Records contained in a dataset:

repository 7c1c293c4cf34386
// Small UPDATE statement builder on top of sqlx::QueryBuilder.
// Each value is bound in the same call that writes its clause, so the
// placeholder numbering always follows the clause order.

use sqlx::{Encode, Postgres, QueryBuilder, Type};

pub struct UpdateBuilder<'args> {
    builder: QueryBuilder<'args, Postgres>,
    assignments: usize,
}

impl<'args> UpdateBuilder<'args> {
    pub fn new(table: &str) -> Self {
        Self {
            builder: QueryBuilder::new(format!("UPDATE {table} SET ")),
            assignments: 0,
        }
    }

    /// Appends `column = $n`
    pub fn set<T>(mut self, column: &str, value: T) -> Self
    where
        T: 'args + Encode<'args, Postgres> + Type<Postgres>,
    {
        if self.assignments > 0 {
            self.builder.push(", ");
        }
        self.builder.push(column).push(" = ").push_bind(value);
        self.assignments += 1;
        self
    }

    /// Appends `column = $n` only when a value is supplied
    pub fn set_if_some<T>(self, column: &str, value: Option<T>) -> Self
    where
        T: 'args + Encode<'args, Postgres> + Type<Postgres>,
    {
        match value {
            Some(value) => self.set(column, value),
            None => self,
        }
    }

    /// Closes the statement with `WHERE column = $n`
    pub fn where_eq<T>(mut self, column: &str, value: T) -> QueryBuilder<'args, Postgres>
    where
        T: 'args + Encode<'args, Postgres> + Type<Postgres>,
    {
        self.builder.push(" WHERE ").push(column).push(" = ").push_bind(value);
        self.builder
    }
}
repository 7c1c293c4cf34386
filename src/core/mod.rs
pub mod logging;
pub mod server;
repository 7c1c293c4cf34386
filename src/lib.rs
// Library root for the notifications / flex_entrance REST gateway

pub mod api;
pub mod config;
pub mod core;
pub mod database;
pub mod models;
pub mod utils;

pub use crate::config::environment::EnvironmentVariables;
pub use crate::config::state::AppState;
pub use crate::core::server::create_app;
pub use crate::database::{DatabaseService, NotificationStore};
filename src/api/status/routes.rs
// Health route definition

use axum::{routing::get, Router};

use crate::config::state::AppState;
use super::handler;

pub fn status_routes() -> Router<AppState> {
    Router::new().route("/status", get(handler::status_handler))
}
// Human-readable route listing served at the base path

use axum::{
    extract::State,
    http::{header::LOCATION, StatusCode},
    response::{Html, IntoResponse},
};

use crate::config::state::AppState;

/// (method, path below the base path, description, example body)
pub const ROUTES: &[(&str, &str, &str, Option<&str>)] = &[
    ("GET", "/api/notifications", "Retorna todas as notificações, mais recentes primeiro, incluindo o entrance_id.", None),
    ("GET", "/api/notifications/with-entrance", "Retorna todas as notificações com os dados da entrada relacionada (tipo, janela, placa, doca...). Campos da entrada ficam nulos quando não há correspondência.", None),
    ("GET", "/api/notifications/:id", "Retorna uma notificação pelo ID.", None),
    ("GET", "/api/notifications/entrance/:entranceId", "Retorna as notificações de uma entrada específica.", None),
    ("GET", "/api/entrance", "Retorna todas as entradas registradas, mais recentes primeiro.", None),
    ("GET", "/api/entrance/:id", "Retorna uma entrada pelo ID.", None),
    (
        "PUT",
        "/api/notifications/:id/status",
        "Atualiza o status de uma notificação. O campo sent_date é opcional.",
        Some("{\n  \"status\": \"enviado\",\n  \"sent_date\": \"2023-09-27T15:30:00\"\n}"),
    ),
    ("GET", "/api/status", "Verifica se a API está funcionando.", None),
];

pub async fn docs_handler(State(state): State<AppState>) -> Html<String> {
    Html(render_docs(&state.environment.base_path))
}

/// `GET /` sends clients to the documentation page
pub async fn redirect_to_docs_handler(State(state): State<AppState>) -> impl IntoResponse {
    (StatusCode::FOUND, [(LOCATION, state.environment.base_path.to_string())])
}

pub fn render_docs(base_path: &str) -> String {
    let endpoints: String = ROUTES
        .iter()
        .map(|&(method, path, description, example)| {
            let example: String = example
                .map(|body| format!("<pre><code>{body}</code></pre>"))
                .unwrap_or_default();

            format!(
                r#"<div class="endpoint">
  <h3><span class="method">{method}</span> <span class="url">{base_path}{path}</span></h3>
  <p>{description}</p>
  {example}
</div>
"#
            )
        })
        .collect();

    format!(
        r#"<!DOCTYPE html>
<html lang="pt-BR">
<head>
  <meta charset="utf-8">
  <title>API de Notificações</title>
  <style>
    body {{ font-family: sans-serif; max-width: 820px; margin: 0 auto; padding: 20px; }}
    .endpoint {{ background: #f5f5f5; padding: 12px 16px; border-radius: 6px; margin-bottom: 12px; }}
    .endpoint h3 {{ margin: 0 0 6px; }}
    .method {{ display: inline-block; width: 56px; font-weight: bold; }}
    .url {{ color: #2d6eee; }}
  </style>
</head>
<body>
  <h1>API de Notificações</h1>
  <p>Acesso às notificações e às entradas (flex_entrance). Todas as respostas JSON seguem o formato
  <code>{{ "success": ..., "data" | "message": ..., "error"?: ... }}</code>.</p>
  <h2>Endpoints</h2>
{endpoints}</body>
</html>
"#
    )
}
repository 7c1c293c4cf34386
// HTTP surface: one folder per resource, each with routes + handlers

pub mod docs;
pub mod entrance;
pub mod notifications;
pub mod status;

use axum::Router;

use crate::config::state::AppState;

/// Every JSON route, relative to `{base}/api`
pub fn api_routes() -> Router<AppState> {
    Router::new()
        .merge(notifications::routes::notification_routes())
        .merge(entrance::routes::entrance_routes())
        .merge(status::routes::status_routes())
}

/// Ids are integers; anything else can't match a row
pub(crate) fn parse_id(raw: &str) -> Option<i32> {
    raw.trim().parse().ok()
}
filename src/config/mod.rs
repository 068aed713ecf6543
pub mod prompt;
pub mod api;

use crate::cli::Args;
use self::api::AppState;
use log::{ error, info };
use std::error::Error;

pub struct Server {
    addr: String,
    app_state: AppState,
    args: Args,
}

impl Server {
    pub fn new(addr: String, app_state: AppState, args: Args) -> Self {
        Self {
            addr,
            app_state,
            args,
        }
    }

    fn tls_paths(&self) -> Result<Option<(String, String)>, Box<dyn Error + Send + Sync>> {
        if !self.args.enable_tls {
            info!("TLS not enabled. Serving plain HTTP.");
            return Ok(None);
        }
        match (&self.args.tls_cert_path, &self.args.tls_key_path) {
            (Some(cert_path), Some(key_path)) => {
                info!(
                    "TLS enabled. Loading certificate from '{}' and key from '{}'",
                    cert_path,
                    key_path
                );
                Ok(Some((cert_path.clone(), key_path.clone())))
            }
            (Some(_), None) | (None, Some(_)) => {
                error!("Both --tls-cert-path and --tls-key-path must be provided to enable TLS.");
                Err("Missing TLS certificate or key path".into())
            }
            (None, None) => {
                error!("--enable-tls was set but no certificate/key paths provided.");
                Err("TLS enabled without cert/key".into())
            }
        }
    }

    pub async fn run(&self) -> Result<(), Box<dyn Error + Send + Sync>> {
        let tls = self.tls_paths()?;
        let cors = api::cors_layer(&self.args.cors_origin)?;
        let app = api::router(self.app_state.clone(), cors, self.args.max_upload_bytes);
        api::start_http_server(&self.addr, app, tls).await
    }
}
use async_trait::async_trait;
use log::{ debug, info };
use serde_json::{ Map, Value };
use std::path::Path;
use std::process::Stdio;
use tokio::io::{ AsyncBufReadExt, AsyncReadExt, BufReader };
use tokio::process::Command;

use super::{ DecodedPacket, DissectQuery, Dissector, LayerView };
use crate::error::ExtractionError;

/// Drives the `tshark` binary and reads its Elasticsearch (EK) JSON output,
/// one packet per line.
#[derive(Debug, Clone)]
pub struct TsharkDissector {
    binary: String,
}

impl TsharkDissector {
    pub fn new(binary: impl Into<String>) -> Self {
        Self { binary: binary.into() }
    }

    /// Feeds stdout lines to `on_line` until it returns `false` or output ends.
    /// Stopping early kills the process; a non-zero exit otherwise is a
    /// whole-capture failure carrying tshark's stderr.
    async fn run_streaming<F>(&self, args: &[String], mut on_line: F) -> Result<(), ExtractionError>
        where F: FnMut(&str) -> bool + Send
    {
        debug!("Running {} {}", self.binary, args.join(" "));
        let mut child = Command::new(&self.binary)
            .args(args)
            .stdin(Stdio::null())
            .stdout(Stdio::piped())
            .stderr(Stdio::piped())
            .kill_on_drop(true)
            .spawn()
            .map_err(|source| ExtractionError::Launch {
                binary: self.binary.clone(),
                source,
            })?;

        let stdout = child.stdout
            .take()
            .ok_or_else(|| ExtractionError::Output("stdout was not captured".into()))?;
        let mut stderr = child.stderr
            .take()
            .ok_or_else(|| ExtractionError::Output("stderr was not captured".into()))?;
        let stderr_task = tokio::spawn(async move {
            let mut text = String::new();
            let _ = stderr.read_to_string(&mut text).await;
            text
        });

        let mut lines = BufReader::new(stdout).lines();
        let mut stopped_early = false;
        while
            let Some(line) = lines
                .next_line().await
                .map_err(|e| ExtractionError::Output(e.to_string()))?
        {
            if !on_line(&line) {
                stopped_early = true;
                break;
            }
        }

        if stopped_early {
            drop(lines);
            let _ = child.start_kill();
            let _ = child.wait().await;
            return Ok(());
        }

        let status = child.wait().await.map_err(|e| ExtractionError::Output(e.to_string()))?;
        let stderr_text = stderr_task.await.unwrap_or_default();
        if !status.success() {
            let detail = stderr_text.trim();
            return Err(
                ExtractionError::Dissector(
                    if detail.is_empty() {
                        format!("tshark exited with {}", status)
                    } else {
                        detail.to_string()
                    }
                )
            );
        }
        Ok(())
    }
}

pub fn dissect_args(path: &Path, query: &DissectQuery) -> Vec<String> {
    let mut args = vec![
        "-r".to_string(),
        path.display().to_string(),
        "-n".to_string(),
        "-T".to_string(),
        "ek".to_string()
    ];
    for hint in &query.decode_as {
        args.push("-d".to_string());
        args.push(format!("{},{}", hint.selector, hint.protocol));
    }
    if let Some(filter) = query.display_filter.as_deref().filter(|f| !f.trim().is_empty()) {
        args.push("-Y".to_string());
        args.push(filter.to_string());
    }
    args
}

fn coerce_value(value: &Value) -> Option<String> {
    match value {
        Value::Null => None,
        Value::String(s) => Some(s.clone()),
        Value::Bool(_) | Value::Number(_) => Some(value.to_string()),
        Value::Array(items) => {
            let parts: Vec<String> = items.iter().filter_map(coerce_value).collect();
            if parts.is_empty() {
                None
            } else {
                Some(parts.join(","))
            }
        }
        Value::Object(_) => Some(value.to_string()),
    }
}

fn field_name<'a>(layer: &str, key: &'a str) -> &'a str {
    let underscored = layer.replace('-', "_");
    [layer, underscored.as_str()]
        .iter()
        .find_map(|prefix| key.strip_prefix(*prefix).and_then(|rest| rest.strip_prefix('_')))
        .filter(|rest| !rest.is_empty())
        .unwrap_or(key)
}

fn layer_view(name: &str, body: &Map<String, Value>) -> LayerView {
    let fields = body
        .iter()
        .map(|(key, value)| (field_name(name, key).to_string(), coerce_value(value)))
        .collect();
    LayerView::new(name, fields)
}

/// Parses one EK line. Index lines and anything unparsable yield `None`.
pub fn parse_ek_line(line: &str) -> Option<DecodedPacket> {
    let value: Value = serde_json::from_str(line).ok()?;
    let layers = value.get("layers")?.as_object()?;
    let frame = layers.get("frame").and_then(Value::as_object);
    let frame_field = |name: &str| {
        frame.and_then(|f| f.get(name)).and_then(coerce_value)
    };

    let number = frame_field("frame_frame_number")
        .and_then(|n| n.parse().ok())
        .unwrap_or(0);
    let length = frame_field("frame_frame_len")
        .and_then(|n| n.parse().ok())
        .unwrap_or(0);
    let time = frame_field("frame_frame_time")
        .or_else(|| value.get("timestamp").and_then(coerce_value))
        .unwrap_or_default();
    let protocols = frame_field("frame_frame_protocols").unwrap_or_default();

    let mut views = Vec::new();
    for (name, body) in layers {
        if name == "frame" {
            continue;
        }
        match body {
            Value::Object(map) => views.push(layer_view(name, map)),
            Value::Array(items) => {
                for item in items {
                    if let Value::Object(map) = item {
                        views.push(layer_view(name, map));
                    }
                }
            }
            _ => {}
        }
    }

    let summary = format!("Frame {}: {} bytes, {}", number, length, protocols);
    Some(DecodedPacket::new(number, time, length, summary, views))
}

#[async_trait]
impl Dissector for TsharkDissector {
    async fn count_packets(&self, path: &Path, ceiling: usize) -> Result<usize, ExtractionError> {
        if ceiling == 0 {
            return Ok(0);
        }
        let args = vec![
            "-r".to_string(),
            path.display().to_string(),
            "-n".to_string(),
            "-T".to_string(),
            "fields".to_string(),
            "-e".to_string(),
            "frame.number".to_string()
        ];
        let mut count = 0usize;
        self.run_streaming(&args, |line| {
            if !line.trim().is_empty() {
                count += 1;
            }
            count < ceiling
        }).await?;
        info!("Counted {} packets in {}", count, path.display());
        Ok(count)
    }

    async fn dissect(
        &self,
        path: &Path,
        query: &DissectQuery
    ) -> Result<Vec<DecodedPacket>, ExtractionError> {
        if query.limit == 0 {
            return Ok(Vec::new());
        }
        let args = dissect_args(path, query);
        let limit = query.limit;
        let mut packets = Vec::new();
        self.run_streaming(&args, |line| {
            if let Some(packet) = parse_ek_line(line) {
                packets.push(packet);
            }
            packets.len() < limit
        }).await?;
        Ok(packets)
    }
}

#[cfg(test)]
pub(crate) mod tests {
    use super::*;
    use crate::dissector::default_decode_hints;
    use std::path::PathBuf;

    const NGAP_LINE: &str = r#"{"timestamp":"1690000000123","layers":{"frame":{"frame_frame_number":"4","frame_frame_time":"Jul 22, 2023 04:26:40.123000000 UTC","frame_frame_len":"142","frame_frame_protocols":"eth:ethertype:ip:sctp:ngap:nas-5gs"},"sctp":{"sctp_sctp_srcport":"38412","sctp_sctp_checksum":null},"ngap":[{"ngap_ngap_procedureCode":"29","ngap_ngap_qosFlowIdentifier":["1","2"]},{"ngap_ngap_procedureCode":"15"}],"nas-5gs":{"nas_5gs_nas_5gs_mm_message_type":"0x41"}}}"#;

    #[test]
    fn parses_packet_metadata_and_layers() {
        let packet = parse_ek_line(NGAP_LINE).unwrap();
        assert_eq!(packet.number, 4);
        assert_eq!(packet.length, 142);
        assert!(packet.time.starts_with("Jul 22, 2023"));
        assert_eq!(packet.summary, "Frame 4: 142 bytes, eth:ethertype:ip:sctp:ngap:nas-5gs");

        let names: Vec<&str> = packet.layers().iter().map(|l| l.name()).collect();
        assert_eq!(names, vec!["sctp", "ngap", "ngap", "nas-5gs"]);
        assert!(packet.has_layer("nas-5gs"));
        assert!(!packet.has_layer("frame"));
    }

    #[test]
    fn coerces_field_values_to_text() {
        let packet = parse_ek_line(NGAP_LINE).unwrap();
        let ngap = &packet.layers()[1];
        let fields: Vec<(&str, Option<&str>)> = ngap.fields().collect();
        assert_eq!(
            fields,
            vec![("ngap_procedureCode", Some("29")), ("ngap_qosFlowIdentifier", Some("1,2"))]
        );

        let sctp = &packet.layers()[0];
        let checksum = sctp.fields().find(|(name, _)| *name == "sctp_checksum").unwrap();
        assert_eq!(checksum.1, None);

        let nas = &packet.layers()[3];
        assert_eq!(nas.fields().next().unwrap().0, "nas_5gs_mm_message_type");
    }

    #[test]
    fn skips_index_and_garbage_lines() {
        assert!(parse_ek_line(r#"{"index":{"_index":"packets-2023-07-22","_type":"doc"}}"#).is_none());
        assert!(parse_ek_line("not json").is_none());
        assert!(parse_ek_line("").is_none());
    }

    #[test]
    fn builds_filter_and_decode_arguments() {
        let query = DissectQuery {
            display_filter: Some("ngap".into()),
            decode_as: default_decode_hints(),
            limit: 10,
        };
        let args = dissect_args(&PathBuf::from("/tmp/a.pcap"), &query);
        assert_eq!(
            args,
            vec![
                "-r",
                "/tmp/a.pcap",
                "-n",
                "-T",
                "ek",
                "-d",
                "sctp.port==38412,ngap",
                "-d",
                "udp.port==8805,pfcp",
                "-Y",
                "ngap"
            ]
        );
    }

    #[test]
    fn blank_filters_are_not_passed() {
        let query = DissectQuery {
            display_filter: Some("  ".into()),
            decode_as: Vec::new(),
            limit: 1,
        };
        let args = dissect_args(&PathBuf::from("x.pcap"), &query);
        assert!(!args.contains(&"-Y".to_string()));
    }

    #[tokio::test]
    async fn missing_binary_is_a_launch_error() {
        let dissector = TsharkDissector::new("/nonexistent/tshark-binary");
        let err = dissector.count_packets(Path::new("x.pcap"), 10).await.unwrap_err();
        assert!(matches!(err, ExtractionError::Launch { .. }));
    }

    /// Writes an executable shell script standing in for tshark.
    #[cfg(unix)]
    pub(crate) fn stand_in(dir: &Path, name: &str, body: &str) -> String {
        use std::os::unix::fs::PermissionsExt;
        let path = dir.join(name);
        std::fs::write(&path, format!("#!/bin/sh\n{}\n", body)).unwrap();
        std::fs::set_permissions(&path, std::fs::Permissions::from_mode(0o755)).unwrap();
        path.display().to_string()
    }

    fn ek_packet(number: u64) -> String {
        format!(
            r#"{{"timestamp":"1690000000{number:03}","layers":{{"frame":{{"frame_frame_number":"{number}","frame_frame_len":"96","frame_frame_protocols":"eth:ip:sctp:ngap"}},"ngap":{{"ngap_ngap_procedureCode":"{number}"}}}}}}"#
        )
    }

    #[cfg(unix)]
    #[tokio::test]
    async fn dissect_reads_ek_lines_and_stops_at_the_limit() {
        let dir = tempfile::tempdir().unwrap();
        let mut output = String::new();
        for number in 1..=6 {
            output.push_str(r#"{"index":{"_index":"packets-2023-07-22","_type":"doc"}}"#);
            output.push('\n');
            output.push_str(&ek_packet(number));
            output.push('\n');
        }
        let fixture = dir.path().join("ek.jsonl");
        std::fs::write(&fixture, output).unwrap();
        let args_file = dir.path().join("args.txt");
        let binary = stand_in(
            dir.path(),
            "tshark",
            &format!("printf '%s\\n' \"$@\" > '{}'\ncat '{}'", args_file.display(), fixture.display())
        );

        let query = DissectQuery {
            display_filter: Some("ngap".into()),
            decode_as: default_decode_hints(),
            limit: 3,
        };
        let packets = TsharkDissector::new(binary)
            .dissect(Path::new("capture.pcap"), &query).await
            .unwrap();

        let numbers: Vec<u64> = packets.iter().map(|p| p.number).collect();
        assert_eq!(numbers, vec![1, 2, 3]);
        assert!(packets[2].has_layer("ngap"));
        assert_eq!(packets[2].summary, "Frame 3: 96 bytes, eth:ip:sctp:ngap");

        let args = std::fs::read_to_string(&args_file).unwrap();
        let args: Vec<&str> = args.lines().collect();
        assert_eq!(args, dissect_args(Path::new("capture.pcap"), &query));
    }

    #[cfg(unix)]
    #[tokio::test]
    async fn count_stops_at_the_ceiling() {
        let dir = tempfile::tempdir().unwrap();
        let binary = stand_in(
            dir.path(),
            "tshark",
            "i=1\nwhile [ $i -le 25 ]; do echo $i; i=$((i+1)); done"
        );
        let dissector = TsharkDissector::new(binary);

        assert_eq!(dissector.count_packets(Path::new("a.pcap"), 10).await.unwrap(), 10);
        assert_eq!(dissector.count_packets(Path::new("a.pcap"), 100).await.unwrap(), 25);
    }

    #[cfg(unix)]
    #[tokio::test]
    async fn non_zero_exit_carries_stderr() {
        let dir = tempfile::tempdir().unwrap();
        let binary = stand_in(
            dir.path(),
            "tshark",
            "echo 'tshark: \"ngap ==\" is not a valid display filter' >&2\nexit 4"
        );
        let query = DissectQuery {
            display_filter: Some("ngap ==".into()),
            decode_as: Vec::new(),
            limit: 10,
        };
        let err = TsharkDissector::new(binary)
            .dissect(Path::new("a.pcap"), &query).await
            .unwrap_err();
        match err {
            ExtractionError::Dissector(detail) =>
                assert_eq!(detail, "tshark: \"ngap ==\" is not a valid display filter"),
            other => panic!("unexpected error: {:?}", other),
        }
    }

    #[cfg(unix)]
    #[tokio::test]
    async fn silent_failures_report_the_exit_status() {
        let dir = tempfile::tempdir().unwrap();
        let binary = stand_in(dir.path(), "tshark", "exit 2");
        let err = TsharkDissector::new(binary)
            .count_packets(Path::new("a.pcap"), 10).await
            .unwrap_err();
        assert!(matches!(err, ExtractionError::Dissector(ref d) if d.starts_with("tshark exited with")));
    }
}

## [Task brief]
Out of the data above, give again only the lines starting at the one holding "return Ok(0);" and ending at the one holding "use std::path::PathBuf;", unchanged.

## [Answer to the exercise]
            return Ok(0);
        }
        let args = vec![
            "-r".to_string(),
            path.display().to_string(),
            "-n".to_string(),
            "-T".to_string(),
            "fields".to_string(),
            "-e".to_string(),
            "frame.number".to_string()
        ];
        let mut count = 0usize;
        self.run_streaming(&args, |line| {
            if !line.trim().is_empty() {
                count += 1;
            }
            count < ceiling
        }).await?;
        info!("Counted {} packets in {}", count, path.display());
        Ok(count)
    }

    async fn dissect(
        &self,
        path: &Path,
        query: &DissectQuery
    ) -> Result<Vec<DecodedPacket>, ExtractionError> {
        if query.limit == 0 {
            return Ok(Vec::new());
        }
        let args = dissect_args(path, query);
        let limit = query.limit;
        let mut packets = Vec::new();
        self.run_streaming(&args, |line| {
            if let Some(packet) = parse_ek_line(line) {
                packets.push(packet);
            }
            packets.len() < limit
        }).await?;
        Ok(packets)
    }
}

#[cfg(test)]
pub(crate) mod tests {
    use super::*;
    use crate::dissector::default_decode_hints;
    use std::path::PathBuf;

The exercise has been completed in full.